What are hash functions used for, and why is the property of being lacking in collisions so important? The simplest answer to the first question is that hash functions are typically used to ensure that when someone hands you a piece of binary data (and all data in the world of computing can be described in binary format, whether it is text, an executable, a video, an image or complete database of data), it is what you expect. Comparing binary data directly is slow and arduous computationally, but hash functions are designed to be very quick. Given two files of several Megabytes or Gigabytes of data, you can produce hashes of them ahead of time, and defer the comparisons to when you need them.
Indeed, given the fact that it is easy to produce hashes of data, there is often no need to have both sets of data. Let us say that you want to run a file, but before you do, you want to check that it really is the file you think you have, and that no malicious actor has tampered with it.
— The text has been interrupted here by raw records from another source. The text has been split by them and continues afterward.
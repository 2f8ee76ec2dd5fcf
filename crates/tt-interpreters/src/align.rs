use std::borrow::Cow;

use tt_core::{Dim, Term, TensorValue, View};
use tt_lax::NumericBackend;

use crate::InterpretError;

/// Concrete payload of a `Number` or `Tensor` term with its axis labels.
pub(crate) struct Dense<'a> {
    pub dims: &'a [Dim],
    pub value: Cow<'a, TensorValue>,
    pub scalar: bool,
}

pub(crate) fn dense(term: &Term) -> Option<Dense<'_>> {
    match term.view() {
        View::Number(literal) => Some(Dense {
            dims: &[],
            value: Cow::Owned(TensorValue::scalar(literal)),
            scalar: true,
        }),
        View::Tensor { dims, data } => Some(Dense {
            dims,
            value: Cow::Borrowed(data),
            scalar: false,
        }),
        _ => None,
    }
}

/// Brings every operand to the union of their dims (first-seen order), with
/// size-1 axes standing in for dims an operand lacks.
pub(crate) fn align_dense(
    backend: &dyn NumericBackend,
    operands: &[Dense<'_>],
) -> Result<(Vec<Dim>, Vec<TensorValue>), InterpretError> {
    let mut union: Vec<Dim> = Vec::new();
    for operand in operands {
        for dim in operand.dims {
            if !union.contains(dim) {
                union.push(dim.clone());
            }
        }
    }

    let mut aligned = Vec::with_capacity(operands.len());
    for operand in operands {
        let mut permutation: Vec<usize> = (0..operand.dims.len()).collect();
        permutation.sort_by_key(|axis| union.iter().position(|dim| *dim == operand.dims[*axis]));
        let permuted = backend.permute(&operand.value, &permutation)?;
        let padded: Vec<u32> = union
            .iter()
            .map(|dim| {
                operand
                    .dims
                    .iter()
                    .position(|own| own == dim)
                    .map_or(1, |axis| operand.value.shape.dims[axis])
            })
            .collect();
        aligned.push(if padded.len() == permuted.rank() {
            permuted
        } else {
            backend.reshape(&permuted, &padded)?
        });
    }
    Ok((union, aligned))
}

/// Wraps a kernel result: a rank-0 result of scalar inputs becomes a `Number`.
pub(crate) fn wrap(
    dims: Vec<Dim>,
    value: TensorValue,
    scalar: bool,
) -> Result<Term, InterpretError> {
    if scalar
        && value.rank() == 0
        && let Some(literal) = value.elements.first()
    {
        return Ok(Term::number(*literal));
    }
    Ok(Term::tensor(dims, value)?)
}

#[cfg(test)]
mod tests {
    use super::{align_dense, dense, wrap};
    use tt_core::{Literal, Term, TensorValue, View};
    use tt_lax::CpuBackend;

    #[test]
    fn aligns_to_the_union_of_dims() {
        let a = Term::tensor(["j", "i"], TensorValue::from_i64s(vec![2, 3], &[0, 1, 2, 3, 4, 5]).expect("a"))
            .expect("a");
        let b = Term::arange("k", 4);
        let c = Term::arange("i", 3);
        let operands = [dense(&a).expect("a"), dense(&b).expect("b"), dense(&c).expect("c")];
        let (dims, values) = align_dense(&CpuBackend, &operands).expect("align");
        assert_eq!(dims, vec!["j", "i", "k"]);
        assert_eq!(values[0].shape.dims, vec![2, 3, 1]);
        assert_eq!(values[1].shape.dims, vec![1, 1, 4]);
        assert_eq!(values[2].shape.dims, vec![1, 3, 1]);
    }

    #[test]
    fn transposes_operands_whose_order_differs() {
        let a = Term::tensor(["i", "j"], TensorValue::from_i64s(vec![2, 2], &[1, 2, 3, 4]).expect("a"))
            .expect("a");
        let b = Term::tensor(["j", "i"], TensorValue::from_i64s(vec![2, 2], &[1, 2, 3, 4]).expect("b"))
            .expect("b");
        let (_, values) =
            align_dense(&CpuBackend, &[dense(&a).expect("a"), dense(&b).expect("b")]).expect("align");
        assert_eq!(values[1].elements, [1, 3, 2, 4].map(Literal::I64).to_vec());
    }

    #[test]
    fn scalar_results_become_numbers() {
        let out = wrap(Vec::new(), TensorValue::scalar(Literal::I64(7)), true).expect("wrap");
        assert!(matches!(out.view(), View::Number(Literal::I64(7))));
        let out = wrap(Vec::new(), TensorValue::scalar(Literal::I64(7)), false).expect("wrap");
        assert!(matches!(out.view(), View::Tensor { .. }));
    }
}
You can hash that file very quickly and easily, and as long as you have a copy of what the hash should look like, then you can be fairly certain that you have the file you wanted. This is where the “lack of collisions” (or at least “difficulty in computing collisions”) property of hash functions is important. If the malicious actor can craft a replacement file which shares the same hash as the real file, then the process is essentially useless.
In fact, there are more technical names for the various properties, and what I’ve described above mashes three of the important ones together. More accurately, they are:
- pre-image resistance – this says that if you have a hash, it should be difficult to find the message from which it was created, even if you know the hash function used;
- second pre-image resistance – this says that if you have a message, it should be difficult to find another message which, when hashed, generates the same hash;
- collision resistance – this says that it should be difficult to find any two messages which generate the same hash.
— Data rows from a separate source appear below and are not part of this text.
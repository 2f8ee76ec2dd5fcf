#![forbid(unsafe_code)]

//! Term model for symbolic tensor expressions over named dimensions.
//!
//! Every expression is an immutable, hash-consed [`Term`]. Constructing the
//! same node twice yields the same instance, so identity comparison is
//! structural comparison. Terms carry an ordered schema of free dimensions
//! and are consumed by the interpreters in `tt-interpreters`.

#[cfg(test)]
pub mod proptest_strategies;

mod error;
mod intern;
mod schema;
mod term;
mod value;

pub use error::{ErrorCategory, TermError};
pub use intern::{interned_count, sweep_interner};
pub use schema::Schema;
pub use term::{Node, Term, TermId, View};
pub use value::{DType, Literal, Shape, TensorValue, ValueError};

use serde::{Deserialize, Serialize};
use std::collections::BTreeSet;

/// Name of a tensor dimension.
pub type Dim = String;

/// Unordered set of dimension names with deterministic iteration order.
pub type DimSet = BTreeSet<Dim>;

/// Builds a [`DimSet`] from anything yielding dimension names.
#[must_use]
pub fn dim_set<I, S>(dims: I) -> DimSet
where
    I: IntoIterator<Item = S>,
    S: Into<Dim>,
{
    dims.into_iter().map(Into::into).collect()
}

#[derive(Debug, Clone, Copy, PartialEq, Eq, Hash, PartialOrd, Ord, Serialize, Deserialize)]
#[serde(rename_all = "snake_case")]
pub enum Domain {
    Real,
    Density,
}

impl Domain {
    #[must_use]
    pub fn as_str(self) -> &'static str {
        match self {
            Self::Real => "real",
            Self::Density => "density",
        }
    }
}

/// Size of a single dimension: a finite cardinality or a continuous domain.
#[derive(Debug, Clone, Copy, PartialEq, Eq, Hash, Serialize, Deserialize)]
#[serde(rename_all = "snake_case")]
pub enum Size {
    Discrete(u32),
    Continuous(Domain),
}

impl Size {
    #[must_use]
    pub fn is_discrete(self) -> bool {
        matches!(self, Self::Discrete(_))
    }

    #[must_use]
    pub fn cardinality(self) -> Option<u32> {
        match self {
            Self::Discrete(n) => Some(n),
            Self::Continuous(_) => None,
        }
    }
}

impl std::fmt::Display for Size {
    fn fmt(&self, f: &mut std::fmt::Formatter<'_>) -> std::fmt::Result {
        match self {
            Self::Discrete(n) => write!(f, "{n}"),
            Self::Continuous(domain) => write!(f, "{}", domain.as_str()),
        }
    }
}

/// Operator tags shared by every node variant that carries an operation.
#[derive(Debug, Clone, Copy, PartialEq, Eq, Hash, PartialOrd, Ord, Serialize, Deserialize)]
#[serde(rename_all = "snake_case")]
pub enum Op {
    // Unary
    Neg,
    Abs,
    Sqrt,
    Exp,
    Log,
    Log1p,
    Invert,
    // Arithmetic
    Add,
    Sub,
    Mul,
    Div,
    Pow,
    // Logical
    And,
    Or,
    Xor,
    // Comparison
    Eq,
    Ne,
    Lt,
    Le,
    Gt,
    Ge,
    // Selection
    Min,
    Max,
    LogAddExp,
    // Argreduce only
    Sample,
}

#[derive(Debug, Clone, Copy, PartialEq, Eq)]
pub enum OpArity {
    Unary,
    Binary,
    /// Only meaningful as an argreduce operator.
    Selector,
}

impl Op {
    #[must_use]
    pub fn as_str(self) -> &'static str {
        match self {
            Self::Neg => "neg",
            Self::Abs => "abs",
            Self::Sqrt => "sqrt",
            Self::Exp => "exp",
            Self::Log => "log",
            Self::Log1p => "log1p",
            Self::Invert => "invert",
            Self::Add => "add",
            Self::Sub => "sub",
            Self::Mul => "mul",
            Self::Div => "div",
            Self::Pow => "pow",
            Self::And => "and",
            Self::Or => "or",
            Self::Xor => "xor",
            Self::Eq => "eq",
            Self::Ne => "ne",
            Self::Lt => "lt",
            Self::Le => "le",
            Self::Gt => "gt",
            Self::Ge => "ge",
            Self::Min => "min",
            Self::Max => "max",
            Self::LogAddExp => "logaddexp",
            Self::Sample => "sample",
        }
    }

    #[must_use]
    pub fn arity(self) -> OpArity {
        match self {
            Self::Neg
            | Self::Abs
            | Self::Sqrt
            | Self::Exp
            | Self::Log
            | Self::Log1p
            | Self::Invert => OpArity::Unary,
            Self::Sample => OpArity::Selector,
            _ => OpArity::Binary,
        }
    }

    #[must_use]
    pub fn is_unary(self) -> bool {
        self.arity() == OpArity::Unary
    }

    #[must_use]
    pub fn is_binary(self) -> bool {
        self.arity() == OpArity::Binary
    }

    /// Associative and commutative binary operators. Only these may be used
    /// as reduction operators or flattened into n-ary combinations.
    #[must_use]
    pub fn is_associative(self) -> bool {
        matches!(
            self,
            Self::Add
                | Self::Mul
                | Self::And
                | Self::Or
                | Self::Xor
                | Self::Min
                | Self::Max
                | Self::LogAddExp
        )
    }

    /// Whether `self` (the combine operator) distributes over `reduce`, so
    /// that `reduce_j(a_j self b) == (reduce_j a_j) self b` for `b` constant in `j`.
    #[must_use]
    pub fn distributes_over(self, reduce: Op) -> bool {
        matches!(
            (self, reduce),
            (Self::Mul, Self::Add)
                | (Self::Add, Self::LogAddExp)
                | (Self::Add, Self::Max)
                | (Self::Add, Self::Min)
                | (Self::And, Self::Or)
                | (Self::Or, Self::And)
        )
    }
}

impl std::fmt::Display for Op {
    fn fmt(&self, f: &mut std::fmt::Formatter<'_>) -> std::fmt::Result {
        f.write_str(self.as_str())
    }
}

/// Runtime kind of a term, used as the operand discriminator during dispatch.
#[derive(Debug, Clone, Copy, PartialEq, Eq, Hash, PartialOrd, Ord, Serialize, Deserialize)]
pub enum TermKind {
    Variable,
    Number,
    Tensor,
    Unary,
    Binary,
    Finitary,
    Reduction,
    Substitution,
    Align,
    Contract,
}

impl TermKind {
    #[must_use]
    pub fn as_str(self) -> &'static str {
        match self {
            Self::Variable => "Variable",
            Self::Number => "Number",
            Self::Tensor => "Tensor",
            Self::Unary => "Unary",
            Self::Binary => "Binary",
            Self::Finitary => "Finitary",
            Self::Reduction => "Reduction",
            Self::Substitution => "Substitution",
            Self::Align => "Align",
            Self::Contract => "Contract",
        }
    }

    /// Kinds holding concrete data.
    #[must_use]
    pub fn is_concrete(self) -> bool {
        matches!(self, Self::Number | Self::Tensor)
    }
}

impl std::fmt::Display for TermKind {
    fn fmt(&self, f: &mut std::fmt::Formatter<'_>) -> std::fmt::Result {
        f.write_str(self.as_str())
    }
}

#[cfg(test)]
mod tests {
    use super::{Domain, Op, OpArity, Size, dim_set};

    #[test]
    fn op_names_are_stable() {
        assert_eq!(Op::LogAddExp.as_str(), "logaddexp");
        assert_eq!(Op::Add.to_string(), "add");
        assert_eq!(Op::Neg.arity(), OpArity::Unary);
        assert_eq!(Op::Sample.arity(), OpArity::Selector);
    }

    #[test]
    fn associativity_excludes_non_commutative_ops() {
        assert!(Op::Add.is_associative());
        assert!(Op::LogAddExp.is_associative());
        assert!(!Op::Sub.is_associative());
        assert!(!Op::Pow.is_associative());
    }

    #[test]
    fn distributivity_table() {
        assert!(Op::Mul.distributes_over(Op::Add));
        assert!(Op::Add.distributes_over(Op::LogAddExp));
        assert!(!Op::Add.distributes_over(Op::Add));
        assert!(!Op::Mul.distributes_over(Op::Mul));
    }

    #[test]
    fn size_display_and_cardinality() {
        assert_eq!(Size::Discrete(3).to_string(), "3");
        assert_eq!(Size::Continuous(Domain::Real).to_string(), "real");
        assert_eq!(Size::Continuous(Domain::Density).cardinality(), None);
        assert!(Size::Discrete(0).is_discrete());
    }

    #[test]
    fn dim_set_is_sorted_and_deduplicated() {
        let dims = dim_set(["k", "i", "k"]);
        assert_eq!(dims.into_iter().collect::<Vec<_>>(), vec!["i", "k"]);
    }
}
Collision resistance and second pre-image resistance sound like the same property, at first glances, but are subtly (but importantly) different. Pre-image resistance says that if you already have a message, finding another with a matching hash, whereas collision resistance should make it hard for you to find any two messages which will generate the same hash, and is a much harder property to fulfil in a hash function.
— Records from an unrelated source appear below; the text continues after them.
#![forbid(unsafe_code)]

//! Fixture bundles of sum-product contractions, run through both the eager
//! and the pipeline engines and compared against each other and against
//! recorded expectations.

use serde::{Deserialize, Serialize};
use std::fs;
use std::path::{Path, PathBuf};
use std::sync::Once;

use tt_api::{ApiError, Engine, EngineConfig, EvalMode};
use tt_core::{Dim, Op, TensorValue, Term, View};

pub const CASE_BUNDLE_SCHEMA_VERSION: &str = "tensorterm.contraction-cases.v1";

const DEFAULT_TOLERANCE: f64 = 1e-9;

/// Installs a `fmt` subscriber filtered by `RUST_LOG`, once per process.
pub fn init_test_tracing() {
    static INIT: Once = Once::new();
    INIT.call_once(|| {
        let _ = tracing_subscriber::fmt()
            .with_env_filter(tracing_subscriber::EnvFilter::from_default_env())
            .with_test_writer()
            .try_init();
    });
}

#[must_use]
pub fn fixture_root() -> PathBuf {
    PathBuf::from(env!("CARGO_MANIFEST_DIR")).join("fixtures")
}

/// Dense `f64` table over named dims, row-major.
#[derive(Debug, Clone, PartialEq, Serialize, Deserialize)]
pub struct TensorFixture {
    pub dims: Vec<Dim>,
    pub shape: Vec<u32>,
    pub values: Vec<f64>,
}

impl TensorFixture {
    pub fn to_term(&self) -> Result<Term, ApiError> {
        let data = TensorValue::from_f64s(self.shape.clone(), &self.values).map_err(|err| {
            ApiError::Config {
                detail: format!("fixture tensor: {err}"),
            }
        })?;
        Ok(Term::tensor(self.dims.clone(), data)?)
    }

    /// Reads back a dense result. Numbers become 0-d tables.
    #[must_use]
    pub fn from_term(term: &Term) -> Option<Self> {
        match term.view() {
            View::Number(literal) => Some(Self {
                dims: Vec::new(),
                shape: Vec::new(),
                values: vec![literal.as_f64()?],
            }),
            View::Tensor { dims, data } => Some(Self {
                dims: dims.to_vec(),
                shape: data.shape.dims.clone(),
                values: data
                    .elements
                    .iter()
                    .map(|lit| lit.as_f64())
                    .collect::<Option<Vec<_>>>()?,
            }),
            _ => None,
        }
    }

    /// Same table with its axes reordered to `order`.
    #[must_use]
    pub fn permuted(&self, order: &[Dim]) -> Option<Self> {
        if order.len() != self.dims.len() {
            return None;
        }
        let axes: Vec<usize> = order
            .iter()
            .map(|dim| self.dims.iter().position(|own| own == dim))
            .collect::<Option<Vec<_>>>()?;
        let mut strides = vec![1_usize; self.shape.len()];
        for axis in (0..self.shape.len().saturating_sub(1)).rev() {
            strides[axis] = strides[axis + 1] * self.shape[axis + 1] as usize;
        }
        let shape: Vec<u32> = axes.iter().map(|&axis| self.shape[axis]).collect();
        let mut index = vec![0_u32; shape.len()];
        let mut values = Vec::with_capacity(self.values.len());
        for _ in 0..self.values.len() {
            let offset: usize = index
                .iter()
                .zip(&axes)
                .map(|(&i, &axis)| i as usize * strides[axis])
                .sum();
            values.push(*self.values.get(offset)?);
            for pos in (0..index.len()).rev() {
                index[pos] += 1;
                if index[pos] < shape[pos] {
                    break;
                }
                index[pos] = 0;
            }
        }
        Some(Self {
            dims: order.to_vec(),
            shape,
            values,
        })
    }

    /// Equal up to axis order, with an absolute-or-relative tolerance.
    #[must_use]
    pub fn approx_eq(&self, other: &Self, tolerance: f64) -> bool {
        let Some(other) = other.permuted(&self.dims) else {
            return false;
        };
        self.shape == other.shape
            && self
                .values
                .iter()
                .zip(&other.values)
                .all(|(a, b)| close(*a, *b, tolerance))
    }
}

fn close(a: f64, b: f64, tolerance: f64) -> bool {
    if a == b {
        return true;
    }
    let scale = a.abs().max(b.abs()).max(1.0);
    (a - b).abs() <= tolerance * scale
}

/// `sum_op` over `reduce` of the `prod_op` combination of all operands.
#[derive(Debug, Clone, PartialEq, Serialize, Deserialize)]
pub struct ContractionCase {
    pub case_id: String,
    pub sum_op: Op,
    pub prod_op: Op,
    pub operands: Vec<TensorFixture>,
    pub reduce: Vec<Dim>,
    #[serde(default)]
    pub expected: Option<TensorFixture>,
}

impl ContractionCase {
    pub fn to_term(&self) -> Result<Term, ApiError> {
        let operands = self
            .operands
            .iter()
            .map(TensorFixture::to_term)
            .collect::<Result<Vec<_>, _>>()?;
        let combined = Term::finitary(self.prod_op, operands)?;
        let dims = tt_core::dim_set(self.reduce.iter().cloned());
        Ok(Term::reduction(self.sum_op, combined, dims)?)
    }
}

#[derive(Debug, Clone, PartialEq, Serialize, Deserialize)]
pub struct CaseBundle {
    pub schema_version: String,
    pub cases: Vec<ContractionCase>,
}

#[derive(Debug, Clone, PartialEq, Eq, Serialize, Deserialize)]
pub struct CaseMismatch {
    pub case_id: String,
    pub detail: String,
}

#[derive(Debug, Clone, PartialEq, Eq, Serialize, Deserialize)]
pub struct BundleReport {
    pub total_cases: usize,
    pub matched_cases: usize,
    pub mismatched_cases: usize,
    pub mismatches: Vec<CaseMismatch>,
}

pub fn read_case_bundle(path: &Path) -> Result<CaseBundle, String> {
    let raw = fs::read_to_string(path).map_err(|err| format!("read {}: {err}", path.display()))?;
    let bundle: CaseBundle =
        serde_json::from_str(&raw).map_err(|err| format!("parse {}: {err}", path.display()))?;
    if bundle.schema_version != CASE_BUNDLE_SCHEMA_VERSION {
        return Err(format!(
            "unexpected schema version {:?}",
            bundle.schema_version
        ));
    }
    Ok(bundle)
}

/// Evaluates `case` eagerly and through the pipeline and checks both
/// against each other and the recorded expectation.
pub fn check_case(
    eager: &Engine,
    pipeline: &Engine,
    case: &ContractionCase,
) -> Result<TensorFixture, String> {
    let term = case.to_term().map_err(|err| err.to_string())?;
    let dense = |engine: &Engine| -> Result<TensorFixture, String> {
        let out = engine.evaluate(&term).map_err(|err| err.to_string())?;
        TensorFixture::from_term(&out).ok_or_else(|| format!("result is not dense: {out:?}"))
    };
    let direct = dense(eager)?;
    let optimized = dense(pipeline)?;
    if !direct.approx_eq(&optimized, DEFAULT_TOLERANCE) {
        return Err(format!(
            "pipeline result {optimized:?} differs from eager {direct:?}"
        ));
    }
    if let Some(expected) = &case.expected
        && !expected.approx_eq(&direct, DEFAULT_TOLERANCE)
    {
        return Err(format!("expected {expected:?}, got {direct:?}"));
    }
    Ok(direct)
}

pub fn run_case_bundle(bundle: &CaseBundle) -> Result<BundleReport, ApiError> {
    let eager = Engine::new(EngineConfig {
        mode: EvalMode::Eager,
        ..EngineConfig::default()
    })?;
    let pipeline = Engine::new(EngineConfig {
        mode: EvalMode::Pipeline,
        ..EngineConfig::default()
    })?;
    let mut mismatches = Vec::new();
    for case in &bundle.cases {
        if let Err(detail) = check_case(&eager, &pipeline, case) {
            tracing::warn!(case = %case.case_id, %detail, "conformance mismatch");
            mismatches.push(CaseMismatch {
                case_id: case.case_id.clone(),
                detail,
            });
        }
    }
    Ok(BundleReport {
        total_cases: bundle.cases.len(),
        matched_cases: bundle.cases.len() - mismatches.len(),
        mismatched_cases: mismatches.len(),
        mismatches,
    })
}

#[cfg(test)]
mod tests {
    use super::{TensorFixture, close};

    fn table() -> TensorFixture {
        TensorFixture {
            dims: vec!["i".into(), "j".into()],
            shape: vec![2, 3],
            values: vec![0.0, 1.0, 2.0, 3.0, 4.0, 5.0],
        }
    }

    #[test]
    fn permuting_transposes_row_major_data() {
        let swapped = table()
            .permuted(&["j".to_owned(), "i".to_owned()])
            .expect("permute");
        assert_eq!(swapped.shape, vec![3, 2]);
        assert_eq!(swapped.values, vec![0.0, 3.0, 1.0, 4.0, 2.0, 5.0]);
        assert!(table().approx_eq(&swapped, 0.0));
    }

    #[test]
    fn mismatched_dims_are_not_equal() {
        let mut other = table();
        other.dims = vec!["i".into(), "k".into()];
        assert!(!table().approx_eq(&other, 1e-9));
        assert!(table().permuted(&["i".to_owned()]).is_none());
    }

    #[test]
    fn tolerance_is_relative_for_large_values() {
        assert!(close(1e12, 1e12 + 1.0, 1e-9));
        assert!(!close(1.0, 1.1, 1e-9));
    }
}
Let us go back to our scenario of a malicious actor trying to exchange a file (with a hash which we can check) with another one. Now, to use cryptographic hashes “in the wild” – out there in the real world beyond the perfectly secure, bug-free implementations populated by unicorns and overflowing with fat-free doughnuts – there are some important and difficult provisos that need to be met. More paranoid readers may already have spotted some of them, in particular:
- you need to have assurances that the copy of the hash you have has also not been subject to tampering;
- you need to have assurances that the entity performing the hash performs and reports it correctly;
- you need to have assurances that the entity comparing the two hashes reports the result of that comparison correctly.
Ensuring that you can meet such assurances it not necessarily an easy task, and is one of the reasons that Trusted Platform Modules (TPMs) are part of many computing systems: they act as a hardware root of trust with capabilities to provide such assurances. TPMs are a useful an important tool for real-world systems, and I plan to write an article on them (similar to What’s an HSM?) in the future.
1 – It’s also generally easier to sign hashes of data, rather than large sets of data themselves – this happens to be important as one of the most common uses of hashes is for cryptographic (“digital”) signatures.